Of course, as Pannenberg himself notes, the perspective from which one could view such things would not coincide with any position in the world process.
In Pannenbergs model, creation can be conceived, on the ground of the theory of relativity, as an eternal act that comprises the total process of finite reality, while that which is created, whose existence happens in time, originates and passes away temporally.
Thus, the way I figure it, eternity is not itself duration; rather it is the matrix in which durations temporal events (seemingly exhibiting the idea of, not only duration, but also of passing away) take place. Including scientific measurements and observations which are often based on abstractions such as Planck time the teensiest piece of punctiliar time that the human mind can measure or grasp.)
Thus, eternity is the Eternal Now which is not a datum of human sensory experience, for sure; rather it is a concept to which the human mind (and heart) can aspire and understand.
StJacques said in 253:
"The real argument for a transcendent reality interacting with nature is in the creation of the universe."
That was in response to BB's statement in 252:
"The consistent failure of science to demonstrate abiogenesis the theory that holds that inorganic matter can boot-strap itself into living matter suggests the possibility that Plato was right about the need of a transcendent input for the creation of life."
I think StJacques has the better point. That is, he is taking the mystery (or in his phrase: the "argument for a transcendent reality") back to the ultimate origin, where the philosopher's Prime Mover has always lurked. Any subsequent "mystery" is subordinate to it, and thus far less significant, and constitutes a question that science may one day resolve. Scientifically explained phenomena are destined to take their places in the Retirement Home for Obsolete Miracles, that dismal residence where such fading idols as disease, lightning, the day-night cycle, and other natural aspects of the world now reside in their dotage, reminiscing about the glory days when they were regarded as evidence of gods.
You may take that last as a frivolous, or even irreligious remark, but that's not my intent. I've often pointed out that I think it's a terrible error to pin one's religious convictions on any one scientific issue, because when the issue is resolved, the results are psychologically catastrophic. Unnecessarily so. Want to see this unfolding in the real world? Visit one of the evolution threads and dispassionately observe the conduct of those whose erroneous worldview is needlessly collapsing around them. It's not a pretty sight.
It's unseemly for transcendence to operate like a poorly-led, untrained militia. "We'll fight it out here, but if it doesn't go right then we'll drop back a bit, and if necessary we'll retreat again to that line of trees over there, but if they get that far then we'll gather what we can salvage and redeploy over yonder ..." That's no way to run things.
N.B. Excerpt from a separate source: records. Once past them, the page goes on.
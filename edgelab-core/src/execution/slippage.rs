//! Transaction cost models: per-bar cost of changing the position.
//!
//! Position changes use the zero-sentinel convention, so entering from the
//! implicit flat state before bar 0 is charged on bar 0.

use crate::domain::series::{diff_from_zero, ensure_same_len};
use crate::domain::{SeriesError, EPSILON};

/// Cost of a position change, in return units (positive = cost).
pub trait CostModel: Send + Sync {
    /// Cost of moving the position by `delta` on a bar that traded `volume`.
    fn cost(&self, delta: f64, volume: f64) -> f64;

    /// Name of this model
    fn name(&self) -> &str;
}

/// Square-root market impact: `adv_frac * sqrt(|delta| / (adv_frac * volume + eps))`.
/// `adv_frac = 0` charges nothing.
#[derive(Debug, Clone, Copy, PartialEq)]
pub struct SquareRootImpact {
    pub adv_frac: f64,
}

impl SquareRootImpact {
    pub fn new(adv_frac: f64) -> Self {
        assert!(adv_frac >= 0.0, "adv_frac must be >= 0");
        Self { adv_frac }
    }
}

impl CostModel for SquareRootImpact {
    fn cost(&self, delta: f64, volume: f64) -> f64 {
        self.adv_frac * (delta.abs() / (self.adv_frac * volume + EPSILON)).sqrt()
    }

    fn name(&self) -> &str {
        "sqrt_impact"
    }
}

/// Proportional turnover cost: `rate * |delta|`. Ignores volume.
#[derive(Debug, Clone, Copy, PartialEq)]
pub struct LinearCost {
    pub rate: f64,
}

impl LinearCost {
    pub fn new(rate: f64) -> Self {
        assert!(rate >= 0.0, "cost rate must be >= 0");
        Self { rate }
    }
}

impl CostModel for LinearCost {
    fn cost(&self, delta: f64, _volume: f64) -> f64 {
        self.rate * delta.abs()
    }

    fn name(&self) -> &str {
        "linear"
    }
}

/// Per-bar cost series for a position path traded against `volumes`.
pub fn trading_costs(
    model: &dyn CostModel,
    positions: &[f64],
    volumes: &[f64],
) -> Result<Vec<f64>, SeriesError> {
    ensure_same_len(positions, volumes)?;
    Ok(diff_from_zero(positions)
        .iter()
        .zip(volumes)
        .map(|(d, v)| model.cost(*d, *v))
        .collect())
}

/// `rate * |delta position|` per bar, for callers with no volume data.
pub fn turnover_costs(rate: f64, positions: &[f64]) -> Vec<f64> {
    diff_from_zero(positions)
        .iter()
        .map(|d| rate * d.abs())
        .collect()
}

/// Square-root impact cost per bar.
pub fn slippage(
    adv_frac: f64,
    positions: &[f64],
    volumes: &[f64],
) -> Result<Vec<f64>, SeriesError> {
    trading_costs(&SquareRootImpact::new(adv_frac), positions, volumes)
}
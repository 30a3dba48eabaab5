//! Relative Strength Index (RSI) with Wilder smoothing.
//!
//! gains = max(dclose, 0), losses = max(-dclose, 0), each Wilder-smoothed.
//! RSI = 100 - 100 / (1 + avg_gain / max(avg_loss, eps))
//! Offset: 1 (the first bar has no close difference).

use super::{wilder, Indicator};
use crate::domain::{BarSeries, EPSILON};

#[derive(Debug, Clone)]
pub struct Rsi {
    period: usize,
    name: String,
}

impl Rsi {
    pub fn new(period: usize) -> Self {
        assert!(period >= 1, "RSI period must be >= 1");
        Self {
            period,
            name: format!("rsi_{period}"),
        }
    }
}

impl Indicator for Rsi {
    fn name(&self) -> &str {
        &self.name
    }

    fn offset(&self) -> usize {
        1
    }

    fn compute(&self, bars: &BarSeries) -> Vec<f64> {
        rsi(&bars.closes(), self.period)
    }
}

/// RSI over a close series. Length `len - 1`.
pub fn rsi(closes: &[f64], period: usize) -> Vec<f64> {
    let deltas: Vec<f64> = closes.windows(2).map(|w| w[1] - w[0]).collect();
    let gains: Vec<f64> = deltas.iter().map(|d| d.max(0.0)).collect();
    let losses: Vec<f64> = deltas.iter().map(|d| (-d).max(0.0)).collect();
    let avg_gain = wilder(&gains, period);
    let avg_loss = wilder(&losses, period);
    avg_gain
        .iter()
        .zip(&avg_loss)
        .map(|(&g, &l)| 100.0 - 100.0 / (1.0 + g / l.max(EPSILON)))
        .collect()
}
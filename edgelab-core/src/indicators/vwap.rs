//! Cumulative volume-weighted average price.
//!
//! VWAP[i] = sum(typical * volume)[0..=i] / max(sum(volume)[0..=i], eps),
//! typical = (high + low + close) / 3.
//! Offset: 0.

use super::Indicator;
use crate::domain::{BarSeries, EPSILON};

#[derive(Debug, Clone)]
pub struct Vwap {
    name: String,
}

impl Vwap {
    pub fn new() -> Self {
        Self {
            name: "vwap".to_string(),
        }
    }
}

impl Default for Vwap {
    fn default() -> Self {
        Self::new()
    }
}

impl Indicator for Vwap {
    fn name(&self) -> &str {
        &self.name
    }

    fn offset(&self) -> usize {
        0
    }

    fn compute(&self, bars: &BarSeries) -> Vec<f64> {
        let typical: Vec<f64> = bars.bars().iter().map(|b| b.typical_price()).collect();
        vwap(&typical, &bars.volumes())
    }
}

pub fn vwap(typical: &[f64], volumes: &[f64]) -> Vec<f64> {
    let mut pv = 0.0;
    let mut vol = 0.0;
    typical
        .iter()
        .zip(volumes)
        .map(|(p, v)| {
            pv += p * v;
            vol += v;
            pv / vol.max(EPSILON)
        })
        .collect()
}
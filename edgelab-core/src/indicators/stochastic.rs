//! Stochastic oscillator %K.
//!
//! %K = 100 * (close - min(low, n)) / max(max(high, n) - min(low, n), eps)
//! Offset: period - 1.

use super::Indicator;
use crate::domain::{BarSeries, EPSILON};

#[derive(Debug, Clone)]
pub struct Stochastic {
    period: usize,
    name: String,
}

impl Stochastic {
    pub fn new(period: usize) -> Self {
        assert!(period >= 1, "Stochastic period must be >= 1");
        Self {
            period,
            name: format!("stoch_k_{period}"),
        }
    }
}

impl Indicator for Stochastic {
    fn name(&self) -> &str {
        &self.name
    }

    fn offset(&self) -> usize {
        self.period - 1
    }

    fn compute(&self, bars: &BarSeries) -> Vec<f64> {
        stochastic_k(&bars.highs(), &bars.lows(), &bars.closes(), self.period)
    }
}

/// %K per trailing window. Length `len - period + 1`.
pub fn stochastic_k(highs: &[f64], lows: &[f64], closes: &[f64], period: usize) -> Vec<f64> {
    if period == 0 || closes.len() < period {
        return Vec::new();
    }
    (period - 1..closes.len())
        .map(|i| {
            let start = i + 1 - period;
            let lowest = lows[start..=i].iter().copied().fold(f64::INFINITY, f64::min);
            let highest = highs[start..=i]
                .iter()
                .copied()
                .fold(f64::NEG_INFINITY, f64::max);
            100.0 * (closes[i] - lowest) / (highest - lowest).max(EPSILON)
        })
        .collect()
}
Take the highest ground there is and you're in the best possible position.
What can I say - great minds think alike, obviously ;)
It's too easy to interpret such "success" with inordinate application. For there's a fallacy lurking somewhere that invites a strange equation between the possible and the actual--God forbid that anyone might pin one's religious convictions on a scientific demonstration.
Abiogenesis, if there is anything unique about it, means that some part of the action has no anterior material cause. Such a thing is less demonstrated than observed.
Of course PH is on the money to raise problem of miracles. It suggests once again that particular character of a science that operates from a standpoint insisting that consistency over time is the one and only prerequisite for intelligence. A smaller world than I am aware of. When history and politics will disappear under the success of science it will be a grand eclipse by the a priori.